Но были и такие, кто не отрекся от слова даже по ту сторону колючей проволоки. Больше того — именно там-то и обрел его!
Тишайший искусствовед и деликатнейший, даже робкий человек Виктор Михайлович Василенко был обвинен в том, что хотел напасть на Кремль с «атомными пистолетами». В жалобах из заполярного лагеря он посылал прокурорам множество своих стихов — пейзажную лирику. Как они, наверно, потешались! Он думал, что стихи — высшее доказательство его невиновности.
И был прав! Он, как природа, побеждал ГУЛАГ пейзажем. Взгляните на сопки Колымы: колючая проволока истлела, а стланик зеленеет, иван-чай цветет. Где те чекисты-каратели, прокуроры-палачи? А стихи — вот они, живут, как полевые цветы. Василенко — это такой цветок в русской поэзии, не очень заметный и яркий, но неповторимый.
Случались и совсем другие апелляции к власти, другие отношения с ней.
Маяковского недопочитают, считала Лиля Брик.
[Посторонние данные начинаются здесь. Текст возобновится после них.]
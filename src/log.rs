//! Logging macros for uCOS-III
//!
//! Forwards to `defmt` or `tracing` depending on the enabled feature, and
//! compiles to nothing when neither is enabled. Arguments should stick to
//! strings and integers so both backends accept them.

#[cfg(feature = "defmt")]
#[doc(hidden)]
pub use defmt as __defmt;
#[cfg(all(feature = "tracing", not(feature = "defmt")))]
#[doc(hidden)]
pub use tracing as __tracing;

/// Debug message
#[cfg(feature = "defmt")]
#[macro_export]
macro_rules! debug {
    ($($arg:tt)*) => { $crate::log::__defmt::debug!($($arg)*) };
}

/// Info message
#[cfg(feature = "defmt")]
#[macro_export]
macro_rules! info {
    ($($arg:tt)*) => { $crate::log::__defmt::info!($($arg)*) };
}

/// Error message
#[cfg(feature = "defmt")]
#[macro_export]
macro_rules! error {
    ($($arg:tt)*) => { $crate::log::__defmt::error!($($arg)*) };
}

/// Trace message
#[cfg(feature = "defmt")]
#[macro_export]
macro_rules! trace {
    ($($arg:tt)*) => { $crate::log::__defmt::trace!($($arg)*) };
}

/// Warning message
#[cfg(feature = "defmt")]
#[macro_export]
macro_rules! warn {
    ($($arg:tt)*) => { $crate::log::__defmt::warn!($($arg)*) };
}

#[cfg(all(feature = "tracing", not(feature = "defmt")))]
#[macro_export]
macro_rules! debug {
    ($($arg:tt)*) => { $crate::log::__tracing::debug!($($arg)*) };
}
#[cfg(all(feature = "tracing", not(feature = "defmt")))]
#[macro_export]
macro_rules! info {
    ($($arg:tt)*) => { $crate::log::__tracing::info!($($arg)*) };
}
#[cfg(all(feature = "tracing", not(feature = "defmt")))]
#[macro_export]
macro_rules! error {
    ($($arg:tt)*) => { $crate::log::__tracing::error!($($arg)*) };
}
#[cfg(all(feature = "tracing", not(feature = "defmt")))]
#[macro_export]
macro_rules! trace {
    ($($arg:tt)*) => { $crate::log::__tracing::trace!($($arg)*) };
}
#[cfg(all(feature = "tracing", not(feature = "defmt")))]
#[macro_export]
macro_rules! warn {
    ($($arg:tt)*) => { $crate::log::__tracing::warn!($($arg)*) };
}

// No-op versions when no backend is enabled
#[cfg(not(any(feature = "defmt", feature = "tracing")))]
#[macro_export]
macro_rules! debug { ($($arg:tt)*) => {}; }
#[cfg(not(any(feature = "defmt", feature = "tracing")))]
#[macro_export]
macro_rules! info { ($($arg:tt)*) => {}; }
#[cfg(not(any(feature = "defmt", feature = "tracing")))]
#[macro_export]
macro_rules! error { ($($arg:tt)*) => {}; }
#[cfg(not(any(feature = "defmt", feature = "tracing")))]
#[macro_export]
macro_rules! trace { ($($arg:tt)*) => {}; }
#[cfg(not(any(feature = "defmt", feature = "tracing")))]
#[macro_export]
macro_rules! warn { ($($arg:tt)*) => {}; }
И с помощью своих друзей-чекистов написала и передала письмо об этом Сталину, хитроумно спровоцировав его известную реакцию: «Маяковский был и остается лучшим и талантливейшим поэтом нашей Советской эпохи». Но у резолюции было продолжение, которое не афишировалось: «Безразличие к его памяти и его произведениям — преступление». Вот так! Даже тут — в категориях вины и преступления. Это вам не какие-нибудь литературные штудии! Нелюбовь к Маяковскому отныне каралась, как нелюбовь к советской власти. Такое обвинение было предъявлено арестованному поэту Арсению Стемпковскому, неосторожно сказавшему о глашатае революции: «Ненормальный поэт ненормального времени».
— Как вы могли допустить такие слова? — орал следователь. — Разве вы не знаете, что сам вождь Иосиф Виссарионович Сталин дал хороший отзыв о его произведениях?!
По донесению секретного агента, Андрей Платонов, когда его прорабатывали за повесть «Впрок», сказал:
— Мне все равно, что другие будут говорить. Я писал эту повесть для одного человека, — (стукач услужливо добавляет — «для товарища Сталина»), — этот человек повесть читал и по существу мне ответил. Все остальное меня не интересует.
Известно, что ответил вождь: «Сволочь!» «Врезать так, чтоб было впрок». Но еще и добавил: «Это не русский, а какой-то тарабарский язык». Кому, спрашивается, лучше знать — политическому террористу, так и не избавившемуся от акцента, или гению родной речи?
Платонову вторил Мандельштам: «Я тень. Меня нет. У меня есть только право умереть… Есть один только человек в мире, к которому по этому делу можно и должно обратиться».
И наконец, Эренбург, уже из другого времени: «Начиная с 1936 года и до весны 1953-го судьба не только книги, но и автора зависела от прихоти одного человека, от любого вздорного доноса».